En América Latina, el panorama es desafiante. La falta de una cultura de seguridad cibernética más extendida y basada en la ley, hace de la región un lugar donde los delincuentes de todo el mundo buscan lavar dinero ilícito.

Un estudio realizado en febrero de 2021 por la consultora de seguridad global Intsights muestra que el cryptojacking es utilizado por las bandas digitales y también por los delincuentes "tradicionales" para, a través de la minería de criptomonedas, lavar las ganancias del crimen.

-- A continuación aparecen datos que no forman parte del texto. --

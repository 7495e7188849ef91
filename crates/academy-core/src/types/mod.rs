//! Core type definitions used across the academy workspace.

pub mod id;

pub use id::*;
//! Notification repository implementation.

use async_trait::async_trait;
use chrono::{DateTime, Utc};
use sqlx::PgPool;

use academy_core::error::{AppError, ErrorKind};
use academy_core::result::AppResult;
use academy_entity::notification::{CreateNotification, Notification};

use crate::traits::NotificationRepository;

/// PostgreSQL `notifications` table.
#[derive(Debug, Clone)]
pub struct PgNotificationRepository {
    pool: PgPool,
}

impl PgNotificationRepository {
    /// Create a new notification repository.
    pub fn new(pool: PgPool) -> Self {
        Self { pool }
    }
}

#[async_trait]
impl NotificationRepository for PgNotificationRepository {
    async fn create(&self, data: CreateNotification) -> AppResult<Notification> {
        sqlx::query_as::<_, Notification>(
            "INSERT INTO notifications \
             (user_id, notification_type, title, message, data, link, context, urgent) \
             VALUES ($1, $2, $3, $4, $5, $6, $7, $8) RETURNING *",
        )
        .bind(data.user_id)
        .bind(data.notification_type)
        .bind(&data.title)
        .bind(&data.message)
        .bind(&data.data)
        .bind(&data.link)
        .bind(&data.context)
        .bind(data.urgent)
        .fetch_one(&self.pool)
        .await
        .map_err(|e| AppError::with_source(ErrorKind::Database, "Failed to create notification", e))
    }

    async fn purge(&self, before: Option<DateTime<Utc>>) -> AppResult<u64> {
        let result = sqlx::query("DELETE FROM notifications WHERE $1::timestamptz IS NULL OR created_at < $1")
            .bind(before)
            .execute(&self.pool)
            .await
            .map_err(|e| {
                AppError::with_source(ErrorKind::Database, "Failed to purge notifications", e)
            })?;
        Ok(result.rows_affected())
    }

    async fn count(&self, before: Option<DateTime<Utc>>) -> AppResult<u64> {
        let count: i64 = sqlx::query_scalar(
            "SELECT COUNT(*) FROM notifications WHERE $1::timestamptz IS NULL OR created_at < $1",
        )
        .bind(before)
        .fetch_one(&self.pool)
        .await
        .map_err(|e| AppError::with_source(ErrorKind::Database, "Failed to count notifications", e))?;
        Ok(count as u64)
    }
}
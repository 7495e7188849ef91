//! Worker runner: main loop that polls for jobs and executes them.

use std::sync::Arc;
use std::time::Duration;

use chrono::Utc;
use tokio::sync::watch;
use tokio::time;
use tracing;

use academy_core::config::WorkerConfig;
use academy_entity::job::{Job, SWEEP_QUEUE};

use crate::executor::{JobExecutionError, JobExecutor};
use crate::queue::JobQueue;

/// Base delay before the first retry; doubles per attempt.
const RETRY_BASE_SECONDS: i64 = 30;

/// Main worker runner that polls queues and executes jobs
#[derive(Debug)]
pub struct WorkerRunner {
    queue: Arc<JobQueue>,
    executor: Arc<JobExecutor>,
    config: WorkerConfig,
    /// Queues to poll, in priority order
    queues: Vec<String>,
}

impl WorkerRunner {
    /// Create a new worker runner polling the sweep queue
    pub fn new(queue: Arc<JobQueue>, executor: Arc<JobExecutor>, config: WorkerConfig) -> Self {
        Self {
            queue,
            executor,
            config,
            queues: vec![SWEEP_QUEUE.to_string()],
        }
    }

    /// Set the queues to poll
    pub fn with_queues(mut self, queues: Vec<String>) -> Self {
        self.queues = queues;
        self
    }

    /// Run until the cancel signal flips to `true`
    pub async fn run(&self, mut cancel: watch::Receiver<bool>) {
        let worker_id = self.queue.worker_id().to_string();
        let concurrency = self.config.concurrency.max(1);
        tracing::info!(
            worker_id = %worker_id,
            concurrency,
            poll_interval = self.config.poll_interval_seconds,
            queues = ?self.queues,
            "Worker started"
        );

        let semaphore = Arc::new(tokio::sync::Semaphore::new(concurrency));
        let poll_interval = Duration::from_secs(self.config.poll_interval_seconds);

        loop {
            tokio::select! {
                _ = cancel.changed() => {
                    if *cancel.borrow() {
                        tracing::info!(worker_id = %worker_id, "Worker received shutdown signal");
                        break;
                    }
                }
                _ = self.poll_and_execute(&semaphore) => {
                    tokio::select! {
                        _ = cancel.changed() => {
                            if *cancel.borrow() {
                                tracing::info!(worker_id = %worker_id, "Worker shutting down");
                                break;
                            }
                        }
                        _ = time::sleep(poll_interval) => {}
                    }
                }
            }
        }

        tracing::info!(worker_id = %worker_id, "Waiting for in-flight jobs to complete");

        let wait = Duration::from_secs(self.config.shutdown_timeout_seconds);
        let permits = u32::try_from(concurrency).unwrap_or(u32::MAX);
        if time::timeout(wait, semaphore.acquire_many(permits)).await.is_err() {
            tracing::warn!(worker_id = %worker_id, "Shutdown timeout reached with jobs still running");
        }

        tracing::info!(worker_id = %worker_id, "Worker shut down complete");
    }

    /// Poll for a job and execute it if available
    async fn poll_and_execute(&self, semaphore: &Arc<tokio::sync::Semaphore>) {
        let permit = match semaphore.clone().try_acquire_owned() {
            Ok(p) => p,
            Err(_) => {
                tracing::trace!("All worker slots occupied, waiting...");
                return;
            }
        };

        let queue_refs: Vec<&str> = self.queues.iter().map(|s| s.as_str()).collect();

        match self.queue.dequeue(&queue_refs).await {
            Ok(Some(job)) => {
                let queue = Arc::clone(&self.queue);
                let executor = Arc::clone(&self.executor);

                tokio::spawn(async move {
                    let _permit = permit;
                    let result = execute_isolated(executor, job.clone()).await;
                    settle(&queue, &job, result).await;
                });
            }
            Ok(None) => {
                tracing::trace!("No jobs available in queues");
            }
            Err(e) => {
                tracing::error!(error = %e, "Failed to dequeue job");
            }
        }
    }
}

/// Execute `job` on its own task so a panicking handler still gets settled.
pub async fn execute_isolated(
    executor: Arc<JobExecutor>,
    job: Job,
) -> Result<serde_json::Value, JobExecutionError> {
    let job_id = job.id;
    match tokio::spawn(async move { executor.execute(&job).await }).await {
        Ok(result) => result,
        Err(e) => {
            tracing::error!(%job_id, error = %e, "Job handler aborted");
            Err(JobExecutionError::Permanent(format!("Job handler aborted: {e}")))
        }
    }
}

/// Record the outcome of one execution on the job row.
pub async fn settle(
    queue: &JobQueue,
    job: &Job,
    result: Result<serde_json::Value, JobExecutionError>,
) {
    let job_id = job.id;
    match result {
        Ok(value) => {
            if let Err(e) = queue.complete(job_id, &value).await {
                tracing::error!(%job_id, error = %e, "Failed to mark job as completed");
            } else {
                tracing::info!(%job_id, job_type = %job.job_type, "Job completed successfully");
            }
        }
        Err(err) => {
            let msg = err.to_string();
            if err.is_retryable() && job.can_retry() {
                let retry_at = Utc::now() + retry_delay(job.attempts);
                tracing::warn!(%job_id, error = %msg, %retry_at, "Job failed, will retry");
                if let Err(e) = queue.retry(job_id, &msg, retry_at).await {
                    tracing::error!(%job_id, error = %e, "Failed to reschedule job");
                }
            } else {
                tracing::error!(%job_id, error = %msg, "Job failed permanently");
                if let Err(e) = queue.fail(job_id, &msg).await {
                    tracing::error!(%job_id, error = %e, "Failed to mark job as failed");
                }
            }
        }
    }
}

/// Exponential backoff: 30s, 60s, 120s, ... capped at one hour.
pub fn retry_delay(attempts: i32) -> chrono::Duration {
    let exponent = attempts.saturating_sub(1).clamp(0, 7) as u32;
    let seconds = RETRY_BASE_SECONDS.saturating_mul(1_i64 << exponent);
    chrono::Duration::seconds(seconds.min(3600))
}

#[cfg(test)]
mod tests {
    use super::*;

    #[test]
    fn test_retry_delay_doubles() {
        assert_eq!(retry_delay(1), chrono::Duration::seconds(30));
        assert_eq!(retry_delay(2), chrono::Duration::seconds(60));
        assert_eq!(retry_delay(3), chrono::Duration::seconds(120));
    }

    #[test]
    fn test_retry_delay_capped() {
        assert_eq!(retry_delay(0), chrono::Duration::seconds(30));
        assert_eq!(retry_delay(50), chrono::Duration::seconds(3600));
    }
}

El mismo estudio muestra que el 97% de las acciones de lavado de dinero a través de la minería ilegal culmina en la conversión de la criptomoneda "limpia" en monedas normales (dólares, pesos, reales, euros).  Según Intsights, entre todas las regiones del mundo, América Latina es la favorita de los grupos cibercriminales, dado que es más fácil hacer esta operación.

Costo de la electricidad

El costo de la electricidad que se consume en esta operación criminal es alto. Según un estudio realizado por el instituto de investigación europeo Joule en 2018, alrededor del 60% de los costos operativos legales de la criptominería está conformado por el consumo de electricidad. Hay que agregar a ello la necesidad de tener acceso a un gran poder de procesamiento de datos, y está claro por qué el cryptojacking avanza sin cesar.

El objetivo preferido de este tipo de delitos es una organización con muchos endpoints (computadores de escritorio, portátiles, servidores) conectados en la misma red. El objetivo es infectar, con la máxima discreción, tantas máquinas como sea posible.

Cabe resaltar que los cryptojackers utilizan las mismas técnicas de hacking que se ven en el ransomware: descarga de archivos contaminados, campañas de phishing que hoy afectan incluso a las redes sociales, y vulnerabilidades estructurales de los sistemas de la empresa.